Copyright © 2023 International Anesthesia Research Society..

BACKGROUND: Residual deep sedation during anesthesia recovery may predict postoperative complications. We examined the incidence and risk factors for deep sedation after general anesthesia.

METHODS: We retrospectively reviewed health records of adults who underwent procedures with general anesthesia and were admitted to the postanesthesia care unit from May 2018 to December 2020. Patients were dichotomized by Richmond Agitation-Sedation Scale (RASS) score: ≤-4 (deeply sedated/unarousable) or ≥-3 (not deeply sedated). Anesthesia risk factors for deep sedation were assessed with multivariable logistic regression.

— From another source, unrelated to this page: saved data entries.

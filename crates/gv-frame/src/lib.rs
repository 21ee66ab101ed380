#![forbid(unsafe_code)]

use gv_columnar::{Column, ColumnError};
use serde::{Deserialize, Serialize};
use thiserror::Error;

#[derive(Debug, Error)]
pub enum FrameError {
    #[error("column '{column}' has {found} rows but the frame holds {expected}")]
    LengthMismatch {
        column: String,
        expected: usize,
        found: usize,
    },
    #[error("duplicate column name '{column}'")]
    DuplicateColumn { column: String },
    #[error(transparent)]
    Column(#[from] ColumnError),
}

/// A named, insertion-ordered collection of equal-length columns.
///
/// Rows are positional; column order is the order columns were supplied in
/// and is preserved through every operation.
#[derive(Debug, Clone, PartialEq, Serialize, Deserialize)]
pub struct DataFrame {
    columns: Vec<(String, Column)>,
    rows: usize,
}

impl DataFrame {
    pub fn new(columns: Vec<(String, Column)>) -> Result<Self, FrameError> {
        let rows = columns.first().map_or(0, |(_, column)| column.len());

        for (name, column) in &columns {
            if column.len() != rows {
                return Err(FrameError::LengthMismatch {
                    column: name.clone(),
                    expected: rows,
                    found: column.len(),
                });
            }
        }

        for (idx, (name, _)) in columns.iter().enumerate() {
            if columns[..idx].iter().any(|(seen, _)| seen == name) {
                return Err(FrameError::DuplicateColumn {
                    column: name.clone(),
                });
            }
        }

        Ok(Self { columns, rows })
    }

    #[must_use]
    pub fn empty() -> Self {
        Self {
            columns: Vec::new(),
            rows: 0,
        }
    }

    #[must_use]
    pub fn rows(&self) -> usize {
        self.rows
    }

    #[must_use]
    pub fn is_empty(&self) -> bool {
        self.rows == 0
    }

    #[must_use]
    pub fn columns(&self) -> &[(String, Column)] {
        &self.columns
    }

    #[must_use]
    pub fn column_names(&self) -> Vec<&str> {
        self.columns.iter().map(|(name, _)| name.as_str()).collect()
    }

    #[must_use]
    pub fn has_column(&self, name: &str) -> bool {
        self.columns.iter().any(|(seen, _)| seen == name)
    }

    #[must_use]
    pub fn column(&self, name: &str) -> Option<&Column> {
        self.columns
            .iter()
            .find(|(seen, _)| seen == name)
            .map(|(_, column)| column)
    }

    /// Gather the rows at `positions` (in that order) across every column.
    pub fn select_rows(&self, positions: &[usize]) -> Result<Self, FrameError> {
        let columns = self
            .columns
            .iter()
            .map(|(name, column)| Ok((name.clone(), column.take(positions)?)))
            .collect::<Result<Vec<_>, ColumnError>>()?;

        Ok(Self {
            columns,
            rows: positions.len(),
        })
    }

    /// Equality up to missing-value representation, for tests and snapshot
    /// comparisons. Column names and order must match exactly.
    #[must_use]
    pub fn semantic_eq(&self, other: &Self) -> bool {
        self.rows == other.rows
            && self.columns.len() == other.columns.len()
            && self
                .columns
                .iter()
                .zip(&other.columns)
                .all(|((left_name, left), (right_name, right))| {
                    left_name == right_name && left.semantic_eq(right)
                })
    }
}

#[cfg(test)]
mod tests {
    use gv_columnar::Column;
    use gv_types::{NullKind, Scalar};

    use super::{DataFrame, FrameError};

    fn sample_frame() -> DataFrame {
        DataFrame::new(vec![
            (
                "a".to_owned(),
                Column::from_values(vec![Scalar::Int64(1), Scalar::Int64(2), Scalar::Int64(3)])
                    .expect("a"),
            ),
            (
                "b".to_owned(),
                Column::from_values(vec![
                    Scalar::Utf8("a".to_owned()),
                    Scalar::Utf8("b".to_owned()),
                    Scalar::Utf8("c".to_owned()),
                ])
                .expect("b"),
            ),
        ])
        .expect("frame")
    }

    #[test]
    fn construction_rejects_ragged_columns() {
        let err = DataFrame::new(vec![
            (
                "a".to_owned(),
                Column::from_values(vec![Scalar::Int64(1)]).expect("a"),
            ),
            (
                "b".to_owned(),
                Column::from_values(vec![Scalar::Int64(1), Scalar::Int64(2)]).expect("b"),
            ),
        ])
        .expect_err("must fail");

        assert!(matches!(err, FrameError::LengthMismatch { .. }));
    }

    #[test]
    fn construction_rejects_duplicate_names() {
        let err = DataFrame::new(vec![
            (
                "a".to_owned(),
                Column::from_values(vec![Scalar::Int64(1)]).expect("a"),
            ),
            (
                "a".to_owned(),
                Column::from_values(vec![Scalar::Int64(2)]).expect("a again"),
            ),
        ])
        .expect_err("must fail");

        assert!(matches!(err, FrameError::DuplicateColumn { .. }));
    }

    #[test]
    fn column_order_follows_insertion() {
        let frame = sample_frame();
        assert_eq!(frame.column_names(), vec!["a", "b"]);
    }

    #[test]
    fn select_rows_preserves_order_and_values() {
        let frame = sample_frame();
        let out = frame.select_rows(&[2, 0]).expect("select");

        assert_eq!(out.rows(), 2);
        assert_eq!(
            out.column("a").expect("a").values(),
            &[Scalar::Int64(3), Scalar::Int64(1)]
        );
        assert_eq!(
            out.column("b").expect("b").values(),
            &[Scalar::Utf8("c".to_owned()), Scalar::Utf8("a".to_owned())]
        );
    }

    #[test]
    fn semantic_eq_ignores_missing_value_representation() {
        let left = DataFrame::new(vec![(
            "v".to_owned(),
            Column::from_values(vec![Scalar::Float64(1.0), Scalar::Float64(f64::NAN)])
                .expect("left"),
        )])
        .expect("left frame");
        let right = DataFrame::new(vec![(
            "v".to_owned(),
            Column::from_values(vec![Scalar::Float64(1.0), Scalar::Null(NullKind::NaN)])
                .expect("right"),
        )])
        .expect("right frame");

        assert!(left.semantic_eq(&right));
    }

    #[test]
    fn empty_frame_has_no_rows_or_columns() {
        let frame = DataFrame::empty();
        assert!(frame.is_empty());
        assert!(frame.column_names().is_empty());
    }
}
//! The entry tree list: indentation, fold glyphs, ide tags, and per-entry
//! or rolled-up diff stats from the cache.

use ratatui::{
    layout::Rect,
    style::{Color, Modifier, Style},
    text::{Line, Span},
    widgets::{Block, Borders, List, ListItem, ListState},
    Frame,
};

use crate::app::App;
use crate::entries::{self, Entry};
use crate::git::DiffTotals;

pub fn draw_tree(frame: &mut Frame, area: Rect, app: &App, selected: usize, title: &str) {
    let items: Vec<ListItem> = app
        .rows
        .iter()
        .filter_map(|row| {
            let entry = app.entry_at(&row.path)?;
            Some(ListItem::new(tree_line(app, entry, row.depth)))
        })
        .collect();

    if items.is_empty() {
        let empty = List::new(vec![ListItem::new(Span::styled(
            "No entries yet; press c to configure",
            Style::default().fg(Color::DarkGray),
        ))])
        .block(Block::default().title(title.to_string()).borders(Borders::ALL));
        frame.render_widget(empty, area);
        return;
    }

    let list = List::new(items)
        .block(Block::default().title(title.to_string()).borders(Borders::ALL))
        .highlight_style(
            Style::default()
                .bg(Color::DarkGray)
                .add_modifier(Modifier::BOLD),
        )
        .highlight_symbol("> ");
    let mut state = ListState::default().with_selected(Some(selected));
    frame.render_stateful_widget(list, area, &mut state);
}

fn tree_line<'a>(app: &App, entry: &'a Entry, depth: usize) -> Line<'a> {
    let indent = "  ".repeat(depth);
    let glyph = if entry.is_group() {
        if entry.is_expanded {
            "▾ "
        } else {
            "▸ "
        }
    } else {
        "  "
    };
    let name_style = if entry.is_group() {
        Style::default().fg(Color::Cyan).add_modifier(Modifier::BOLD)
    } else {
        Style::default()
    };

    let mut spans = vec![
        Span::raw(indent),
        Span::raw(glyph),
        Span::styled(entry.display_name.clone(), name_style),
    ];
    if let Some(ide) = &entry.preferred_ide {
        spans.push(Span::styled(
            format!(" [{ide}]"),
            Style::default().fg(Color::DarkGray),
        ));
    }
    if let Some(stats) = entry_stats(app, entry) {
        spans.extend(stats_spans(&stats));
    }
    Line::from(spans)
}

/// Cached diff totals for the entry: its own for a repository, the
/// synthetic rollup for a group.
fn entry_stats(app: &App, entry: &Entry) -> Option<DiffTotals> {
    let key = match entry.repository_path.as_deref() {
        Some(path) => path.to_string(),
        None => entries::group_stats_key(&entry.display_name),
    };
    app.cache.diffs.data.get(&key).copied()
}

pub(super) fn stats_spans(stats: &DiffTotals) -> Vec<Span<'static>> {
    vec![
        Span::styled(
            format!(" +{}", stats.lines_added),
            Style::default().fg(Color::Green),
        ),
        Span::styled(
            format!(" -{}", stats.lines_removed),
            Style::default().fg(Color::Red),
        ),
        Span::styled(
            format!(" ({} files)", stats.files_changed),
            Style::default().fg(Color::DarkGray),
        ),
    ]
}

RESULTS: Of the 56,275 patients included, 2003 had a RASS ≤-4 (35.6 [95% CI, 34.1-37.2] cases per 1000 anesthetics administered). On adjusted analyses, the likelihood of a RASS ≤-4 increased when more soluble halogenated anesthetics were used. Compared with desflurane without propofol, the odds ratio (OR [95% CI]) for a RASS ≤-4 was higher with sevoflurane (1.85 [1.45-2.37]) and isoflurane (4.21 [3.29-5.38]) without propofol. Compared with desflurane without propofol, the odds of a RASS ≤-4 further increased with use of desflurane-propofol (2.61 [1.99-3.42]), sevoflurane-propofol (4.20 [3.28-5.39]), isoflurane-propofol (6.39 [4.90-8.34]), and total intravenous anesthesia (2.98 [2.22-3.98]). A RASS ≤-4 was also more likely with the use of dexmedetomidine (2.47 [2.10-2.89]), gabapentinoids (2.17 [1.90-2.48]), and midazolam (1.34 [1.21-1.49]). Deeply sedated patients discharged to general care wards had higher odds of opioid-induced respiratory complications (2.59 [1.32-5.10]) and higher odds of naloxone administration (2.93 [1.42-6.03]).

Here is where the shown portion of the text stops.